**REQUIREMENT**: Scan the data, and whenever a line contains "determine", copy it.

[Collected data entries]
^^^^^^^^^^^^^^^^
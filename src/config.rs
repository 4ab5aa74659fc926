//! Configuration system using TOML files plus environment overrides.
//!
//! Config is stored in the OS-standard config directory:
//! - Windows: %APPDATA%\soundshelf\config.toml
//! - macOS: ~/Library/Application Support/soundshelf/config.toml
//! - Linux: ~/.config/soundshelf/config.toml
//!
//! Deployments usually configure the server through the environment
//! (`MUSIC_PATH`, `AUDIOBOOK_PATH`, `CACHE_DIR`, `WEBDAV_*`, `STRM_ADDRESS`);
//! those variables override whatever the file says.

use serde::{Deserialize, Serialize};
use std::path::PathBuf;
use std::time::Duration;

/// Application configuration
#[derive(Debug, Clone, Default, Serialize, Deserialize)]
#[serde(default)]
pub struct Config {
    /// Local roots, cover cache and database
    pub library: LibraryConfig,

    /// Optional remote sources
    pub webdav: WebDavConfig,

    /// Live filesystem watching
    pub watcher: WatcherConfig,

    /// Partial HTTP fetches used to read remote tags
    pub probe: ProbeConfig,
}

/// Library roots and storage locations
#[derive(Debug, Clone, Serialize, Deserialize)]
#[serde(default)]
pub struct LibraryConfig {
    /// Root of the local music tree
    pub music_path: PathBuf,

    /// Root of the local audiobook tree
    pub audiobook_path: PathBuf,

    /// Directory extracted covers are written to
    pub cache_path: PathBuf,

    /// SQLite database file
    pub database: PathBuf,

    /// Base URL for `.strm` files holding relative targets
    pub strm_address: Option<String>,
}

impl Default for LibraryConfig {
    fn default() -> Self {
        Self {
            music_path: PathBuf::from("./music"),
            audiobook_path: PathBuf::from("./audiobooks"),
            cache_path: PathBuf::from("./music/cover"),
            database: PathBuf::from(crate::db::DEFAULT_DB_NAME),
            strm_address: None,
        }
    }
}

/// WebDAV sources (both optional)
#[derive(Debug, Clone, Default, Serialize, Deserialize)]
#[serde(default)]
pub struct WebDavConfig {
    pub music_url: Option<String>,
    pub audiobook_url: Option<String>,
    pub user: Option<String>,
    pub password: Option<String>,
}

impl WebDavConfig {
    /// Whether any remote source is configured.
    pub fn is_configured(&self) -> bool {
        self.music_url.is_some() || self.audiobook_url.is_some()
    }
}

/// Watcher settings
#[derive(Debug, Clone, Serialize, Deserialize)]
#[serde(default)]
pub struct WatcherConfig {
    /// Install the watcher after each successful import
    pub enabled: bool,

    /// Polling interval in milliseconds
    pub poll_interval_ms: u64,

    /// Quiet period before a change is reported, in milliseconds
    pub stability_ms: u64,
}

impl Default for WatcherConfig {
    fn default() -> Self {
        Self {
            enabled: true,
            poll_interval_ms: 1000,
            stability_ms: 2000,
        }
    }
}

impl WatcherConfig {
    pub fn poll_interval(&self) -> Duration {
        Duration::from_millis(self.poll_interval_ms)
    }

    pub fn stability(&self) -> Duration {
        Duration::from_millis(self.stability_ms)
    }
}

/// Remote tag probe settings
#[derive(Debug, Clone, Serialize, Deserialize)]
#[serde(default)]
pub struct ProbeConfig {
    pub timeout_secs: u64,

    /// Upper bound of the requested byte range
    pub range_bytes: u64,

    pub max_redirects: usize,
}

impl Default for ProbeConfig {
    fn default() -> Self {
        Self {
            timeout_secs: 10,
            range_bytes: 1_048_576,
            max_redirects: 5,
        }
    }
}

impl Config {
    /// Apply environment variable overrides on top of file values.
    pub fn apply_env(&mut self) {
        self.apply_overrides(|key| std::env::var(key).ok());
    }

    /// Apply overrides from an arbitrary lookup (the environment in production).
    ///
    /// Empty values are ignored.
    pub fn apply_overrides(&mut self, lookup: impl Fn(&str) -> Option<String>) {
        let get = |key: &str| lookup(key).filter(|v| !v.trim().is_empty());

        if let Some(v) = get("MUSIC_PATH") {
            self.library.music_path = PathBuf::from(v);
        }
        if let Some(v) = get("AUDIOBOOK_PATH") {
            self.library.audiobook_path = PathBuf::from(v);
        }
        if let Some(v) = get("CACHE_DIR") {
            self.library.cache_path = PathBuf::from(v);
        }
        if let Some(v) = get("DATABASE_PATH") {
            self.library.database = PathBuf::from(v);
        }
        if let Some(v) = get("STRM_ADDRESS") {
            self.library.strm_address = Some(v);
        }
        if let Some(v) = get("WEBDAV_MUSIC_URL") {
            self.webdav.music_url = Some(v);
        }
        if let Some(v) = get("WEBDAV_AUDIOBOOK_URL") {
            self.webdav.audiobook_url = Some(v);
        }
        if let Some(v) = get("WEBDAV_USER") {
            self.webdav.user = Some(v);
        }
        if let Some(v) = get("WEBDAV_PASSWORD") {
            self.webdav.password = Some(v);
        }
    }
}

// ============================================================================
// Config File Operations
// ============================================================================

/// Get the config directory path
pub fn config_dir() -> Option<PathBuf> {
    dirs::config_dir().map(|d| d.join("soundshelf"))
}

/// Get the full path to the config file
pub fn config_path() -> Option<PathBuf> {
    config_dir().map(|d| d.join("config.toml"))
}

/// Load configuration from disk, then apply environment overrides.
///
/// Returns default config if file doesn't exist or can't be parsed.
/// Logs warnings but doesn't fail - we always return a usable config.
pub fn load() -> Config {
    let mut config = load_file();
    config.apply_env();
    config
}

fn load_file() -> Config {
    let Some(path) = config_path() else {
        tracing::warn!("Could not determine config directory, using defaults");
        return Config::default();
    };

    if !path.exists() {
        tracing::info!("No config file found at {:?}, using defaults", path);
        return Config::default();
    }

    match std::fs::read_to_string(&path) {
        Ok(contents) => match toml::from_str(&contents) {
            Ok(config) => {
                tracing::info!("Loaded config from {:?}", path);
                config
            }
            Err(e) => {
                tracing::error!("Failed to parse config file {:?}: {}", path, e);
                tracing::warn!("Using default configuration");
                Config::default()
            }
        },
        Err(e) => {
            tracing::error!("Failed to read config file {:?}: {}", path, e);
            Config::default()
        }
    }
}

/// Save configuration to disk
///
/// Creates the config directory if it doesn't exist. Returns the file path.
pub fn save(config: &Config) -> Result<PathBuf, ConfigError> {
    let dir = config_dir().ok_or(ConfigError::NoConfigDir)?;
    let path = dir.join("config.toml");

    std::fs::create_dir_all(&dir).map_err(|e| ConfigError::CreateDir(dir.clone(), e))?;

    let contents = toml::to_string_pretty(config).map_err(ConfigError::Serialize)?;

    // Write atomically (write to temp, then rename)
    let temp_path = path.with_extension("toml.tmp");
    std::fs::write(&temp_path, &contents).map_err(|e| ConfigError::Write(temp_path.clone(), e))?;
    std::fs::rename(&temp_path, &path)
        .map_err(|e| ConfigError::Rename(temp_path, path.clone(), e))?;

    tracing::info!("Saved config to {:?}", path);
    Ok(path)
}

// ============================================================================
// Error Types
// ============================================================================

/// Configuration errors
#[derive(Debug, thiserror::Error)]
pub enum ConfigError {
    #[error("Could not determine config directory")]
    NoConfigDir,

    #[error("Failed to create config directory {0}: {1}")]
    CreateDir(PathBuf, std::io::Error),

    #[error("Failed to serialize config: {0}")]
    Serialize(toml::ser::Error),

    #[error("Failed to write config to {0}: {1}")]
    Write(PathBuf, std::io::Error),

    #[error("Failed to rename temp file {0} to {1}: {2}")]
    Rename(PathBuf, PathBuf, std::io::Error),
}

// ============================================================================
// Tests
// ============================================================================

#[cfg(test)]
mod tests {
    use super::*;
    use std::collections::HashMap;

    #[test]
    fn test_default_config_serializes() {
        let config = Config::default();
        let toml = toml::to_string_pretty(&config).unwrap();
        assert!(toml.contains("[library]"));
        assert!(toml.contains("[webdav]"));
        assert!(toml.contains("[watcher]"));
        assert!(toml.contains("[probe]"));
    }

    #[test]
    fn test_partial_config_uses_defaults() {
        let toml = r#"
[library]
music_path = "/srv/music"

[webdav]
music_url = "http://nas:5005/dav/music"
"#;
        let config: Config = toml::from_str(toml).unwrap();

        assert_eq!(config.library.music_path, PathBuf::from("/srv/music"));
        assert_eq!(config.library.audiobook_path, PathBuf::from("./audiobooks"));
        assert!(config.webdav.is_configured());
        assert_eq!(config.watcher.poll_interval(), Duration::from_secs(1));
        assert_eq!(config.watcher.stability(), Duration::from_secs(2));
        assert_eq!(config.probe.range_bytes, 1_048_576);
        assert_eq!(config.probe.max_redirects, 5);
    }

    #[test]
    fn test_overrides_win_over_file_values() {
        let mut config = Config::default();
        config.library.music_path = PathBuf::from("/from/file");

        let env: HashMap<&str, &str> = HashMap::from([
            ("MUSIC_PATH", "/from/env"),
            ("WEBDAV_USER", "alice"),
            ("STRM_ADDRESS", "   "),
        ]);
        config.apply_overrides(|k| env.get(k).map(|v| v.to_string()));

        assert_eq!(config.library.music_path, PathBuf::from("/from/env"));
        assert_eq!(config.webdav.user.as_deref(), Some("alice"));
        assert!(config.library.strm_address.is_none());
        assert!(!config.webdav.is_configured());
    }
}
//! Application-wide error types.
//!
//! Library modules return [`Result`] with the crate [`Error`], while the
//! CLI and `main` use `anyhow` for convenient propagation.
//!
//! Per-item failures during an import are logged and swallowed by the
//! caller; only run-level failures travel all the way up to a task's
//! FAILED message, so the `Display` output is what a polling client sees.

/// Application-wide result type.
pub type Result<T> = std::result::Result<T, Error>;

/// Top-level application error.
#[derive(Debug, thiserror::Error)]
pub enum Error {
    /// File I/O error
    #[error("IO error: {0}")]
    Io(#[from] std::io::Error),

    /// Database error
    #[error("Database error: {0}")]
    Database(#[from] sqlx::Error),

    /// Migration error while opening the catalog
    #[error("Migration error: {0}")]
    Migrate(#[from] sqlx::migrate::MigrateError),

    /// HTTP error talking to a remote source
    #[error("Remote error: {0}")]
    Remote(#[from] reqwest::Error),

    /// WebDAV protocol error (bad URL, unexpected status)
    #[error("WebDAV error: {0}")]
    WebDav(String),

    /// File watcher error
    #[error("Watcher error: {0}")]
    Watch(#[from] crate::scanner::WatchError),

    /// Background task failed to complete
    #[error("Task join error: {0}")]
    Join(#[from] tokio::task::JoinError),

    /// Generic error with context
    #[error("{context}: {source}")]
    WithContext {
        context: String,
        #[source]
        source: Box<Error>,
    },
}

impl Error {
    /// Create a WebDAV error.
    pub fn webdav(message: impl Into<String>) -> Self {
        Self::WebDav(message.into())
    }

    /// Add context to an error.
    pub fn context(self, ctx: impl Into<String>) -> Self {
        Self::WithContext {
            context: ctx.into(),
            source: Box::new(self),
        }
    }
}

/// Extension trait for adding context to Results.
pub trait ResultExt<T> {
    /// Add context to an error result.
    fn with_context(self, ctx: impl Into<String>) -> Result<T>;
}

impl<T> ResultExt<T> for Result<T> {
    fn with_context(self, ctx: impl Into<String>) -> Result<T> {
        self.map_err(|e| e.context(ctx))
    }
}

impl<T> ResultExt<T> for std::result::Result<T, std::io::Error> {
    fn with_context(self, ctx: impl Into<String>) -> Result<T> {
        self.map_err(|e| Error::Io(e).context(ctx))
    }
}

impl<T> ResultExt<T> for std::result::Result<T, sqlx::Error> {
    fn with_context(self, ctx: impl Into<String>) -> Result<T> {
        self.map_err(|e| Error::Database(e).context(ctx))
    }
}
//! The catalog-facing side of the library: turning scanned files into
//! tracks and keeping album and artist status consistent.
//!
//! [`Library`] owns everything a scan or a watcher event needs: the pool,
//! the configured roots, the metadata [`Extractor`], the folder cache and
//! the catalog lock that serializes import runs against watcher events.

pub mod episode;
pub mod folders;
pub mod maintenance;
pub mod reconcile;
pub mod status;
pub mod sweep;
pub mod watch;

pub use episode::{chinese_to_number, extract_episode_number};
pub use reconcile::{MatchedBy, Outcome, Placement, Reconciled, reconcile};
pub use status::{Propagation, propagate_album, propagate_artist};
pub use sweep::{SweepReport, sweep_orphans};
pub use watch::{WatchHandle, spawn_watcher};

use sqlx::SqlitePool;
use std::path::{Component, Path, PathBuf};
use std::sync::Arc;
use tokio::sync::{Mutex, MutexGuard};

use crate::config::{Config, LibraryConfig, WebDavConfig};
use crate::cover::CoverCache;
use crate::error::{Result, ResultExt};
use crate::metadata::remote::{BasicAuth, HttpFetcher};
use crate::metadata::{Extractor, ScanResult};
use crate::model::MediaType;
use crate::scanner::fingerprint_async;
use crate::webdav::{self, WebDavSource};
use folders::FolderResolver;

/// Local directories the library works with.
#[derive(Debug, Clone)]
pub struct Roots {
    pub music: PathBuf,
    pub audiobook: PathBuf,
    /// Cover cache
    pub cache: PathBuf,
}

impl Roots {
    pub fn from_config(library: &LibraryConfig) -> Self {
        Self {
            music: library.music_path.clone(),
            audiobook: library.audiobook_path.clone(),
            cache: library.cache_path.clone(),
        }
    }

    pub fn root(&self, media_type: MediaType) -> &Path {
        match media_type {
            MediaType::Music => &self.music,
            MediaType::Audiobook => &self.audiobook,
        }
    }
}

/// Where a scanned item came from.
#[derive(Debug, Clone, Copy, PartialEq, Eq)]
pub enum Source {
    /// A file under a local root (`.strm` pointers included)
    Local,
    /// A file listed by a WebDAV server
    WebDav,
}

/// What a player should open for a catalog path.
#[derive(Debug, Clone, PartialEq, Eq)]
pub enum StreamTarget {
    Remote {
        url: String,
        auth: Option<BasicAuth>,
    },
    Local(PathBuf),
}

pub struct Library {
    pool: SqlitePool,
    roots: Roots,
    extractor: Extractor,
    folders: FolderResolver,
    catalog_lock: Mutex<()>,
    webdav: WebDavConfig,
    http: reqwest::Client,
}

impl Library {
    pub fn new(pool: SqlitePool, roots: Roots, extractor: Extractor, webdav: WebDavConfig) -> Self {
        Self {
            pool,
            roots,
            extractor,
            folders: FolderResolver::new(),
            catalog_lock: Mutex::new(()),
            webdav,
            http: reqwest::Client::new(),
        }
    }

    /// Build the library described by `config`, creating the cover cache
    /// directory and the HTTP client used for remote sources.
    pub fn from_config(pool: SqlitePool, config: &Config) -> Result<Self> {
        let roots = Roots::from_config(&config.library);
        let covers = CoverCache::new(&roots.cache).with_context(format!(
            "Failed to create cover cache at {}",
            roots.cache.display()
        ))?;
        let fetcher = HttpFetcher::new(&config.probe)?;
        let http = fetcher.client().clone();
        let extractor = Extractor::new(
            covers,
            Arc::new(fetcher),
            config.library.strm_address.clone(),
        );

        Ok(Self::new(pool, roots, extractor, config.webdav.clone()).with_http_client(http))
    }

    /// Use `client` for WebDAV listings.
    pub fn with_http_client(mut self, client: reqwest::Client) -> Self {
        self.http = client;
        self
    }

    pub fn pool(&self) -> &SqlitePool {
        &self.pool
    }

    pub fn roots(&self) -> &Roots {
        &self.roots
    }

    pub fn extractor(&self) -> &Extractor {
        &self.extractor
    }

    pub fn webdav_config(&self) -> &WebDavConfig {
        &self.webdav
    }

    /// Exclusive access to the catalog for one import run or one watcher
    /// event.
    pub async fn lock_catalog(&self) -> MutexGuard<'_, ()> {
        self.catalog_lock.lock().await
    }

    /// The root containing `path` and its media type. Music wins when the
    /// roots overlap.
    pub fn root_for(&self, path: &Path) -> Option<(&Path, MediaType)> {
        [MediaType::Music, MediaType::Audiobook]
            .into_iter()
            .map(|t| (self.roots.root(t), t))
            .find(|(root, _)| path.starts_with(root))
    }

    /// Credentials for WebDAV requests, when a user is configured.
    pub fn webdav_auth(&self) -> Option<BasicAuth> {
        self.webdav.user.as_ref().map(|user| BasicAuth {
            user: user.clone(),
            password: self.webdav.password.clone(),
        })
    }

    /// The WebDAV source configured for `media_type`, if any.
    pub fn webdav_source(&self, media_type: MediaType) -> Option<Result<WebDavSource>> {
        let url = match media_type {
            MediaType::Music => self.webdav.music_url.as_deref(),
            MediaType::Audiobook => self.webdav.audiobook_url.as_deref(),
        }?;

        Some(WebDavSource::new(
            url,
            self.webdav_auth(),
            self.http.clone(),
            Arc::clone(self.extractor.fetcher()),
            self.extractor.covers().clone(),
        ))
    }

    /// Map a catalog URI back to a local file.
    pub fn resolve_local_path(&self, uri: &str) -> Option<PathBuf> {
        let (root, rest) = if let Some(rest) = uri.strip_prefix("/music/") {
            (&self.roots.music, rest)
        } else if let Some(rest) = uri.strip_prefix("/audio/") {
            (&self.roots.audiobook, rest)
        } else {
            return None;
        };

        let mut path = root.clone();
        path.extend(rest.split('/').filter(|s| !s.is_empty()));
        Some(path)
    }

    /// Resolve a catalog path to something playable.
    ///
    /// WebDAV credentials are attached only to URLs under a configured
    /// WebDAV root.
    pub fn stream_target(&self, uri: &str) -> Option<StreamTarget> {
        if uri.starts_with("http") {
            let under_webdav = [&self.webdav.music_url, &self.webdav.audiobook_url]
                .into_iter()
                .flatten()
                .filter_map(|base| webdav::base_url(base).ok())
                .any(|base| uri.starts_with(base.as_str()));

            return Some(StreamTarget::Remote {
                url: uri.to_string(),
                auth: if under_webdav { self.webdav_auth() } else { None },
            });
        }

        self.resolve_local_path(uri).map(StreamTarget::Local)
    }

    /// Reconcile one scanned item.
    ///
    /// Local items get a folder and a fingerprint (a `.strm` file is
    /// fingerprinted like any other file); WebDAV items get neither.
    pub async fn process_item(
        &self,
        item: &ScanResult,
        media_type: MediaType,
        source: Source,
    ) -> Result<Reconciled> {
        let (uri, folder_id, hash) = match source {
            Source::WebDav => (item.path.clone(), None, String::new()),
            Source::Local => {
                let base = self.roots.root(media_type);
                let uri = if item.is_remote() {
                    item.path.clone()
                } else {
                    media_uri(&item.original_path, base, media_type)
                };
                let folder_id = self
                    .folders
                    .resolve(&self.pool, &item.original_path, base, media_type)
                    .await?;
                let hash = fingerprint_async(&item.original_path).await;
                (uri, folder_id, hash)
            }
        };

        let cover = item.cover_path.as_deref().and_then(cover_uri);
        let placement = Placement {
            uri: &uri,
            folder_id,
            hash: &hash,
            cover: cover.as_deref(),
        };
        reconcile(&self.pool, item, media_type, placement).await
    }

    /// Extract and reconcile one local file. None when the file could not
    /// be read.
    pub async fn import_file(&self, path: &Path, media_type: MediaType) -> Result<Option<Reconciled>> {
        let Some(item) = self.extractor.parse_file(path, media_type).await else {
            return Ok(None);
        };
        self.process_item(&item, media_type, Source::Local)
            .await
            .map(Some)
    }

    /// Folder id for a local file, creating folder rows as needed.
    pub async fn folder_for(&self, path: &Path, media_type: MediaType) -> Result<Option<i64>> {
        self.folders
            .resolve(&self.pool, path, self.roots.root(media_type), media_type)
            .await
    }
}

/// Catalog URI of a local file: `/music/<relative>` or `/audio/<relative>`
/// with forward slashes.
pub fn media_uri(path: &Path, base: &Path, media_type: MediaType) -> String {
    let relative = path.strip_prefix(base).unwrap_or(path);
    let segments: Vec<_> = relative
        .components()
        .filter_map(|c| match c {
            Component::Normal(s) => Some(s.to_string_lossy()),
            _ => None,
        })
        .collect();
    format!("/{}/{}", media_type.uri_prefix(), segments.join("/"))
}

/// Catalog URI of a cached cover file.
pub fn cover_uri(path: &Path) -> Option<String> {
    let name = path.file_name()?.to_string_lossy();
    Some(format!("/covers/{name}"))
}
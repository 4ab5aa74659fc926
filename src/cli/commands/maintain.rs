//! Maintenance passes from the command line.

use tokio::runtime::Runtime;

use super::open_library;
use crate::config::Config;
use crate::library::maintenance;

pub fn cmd_maintain(rt: &Runtime, config: &Config) -> anyhow::Result<()> {
    rt.block_on(async {
        let library = open_library(config).await?;
        let report = {
            let _guard = library.lock_catalog().await;
            maintenance::run_all(&library).await?
        };
        println!("{}", serde_json::to_string_pretty(&report)?);
        Ok(())
    })
}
^^^^^^^^^^^^^^^^
**WRITTEN ANSWER**:
        tracing::warn!("Could not determine config directory, using defaults");
    #[error("Could not determine config directory")]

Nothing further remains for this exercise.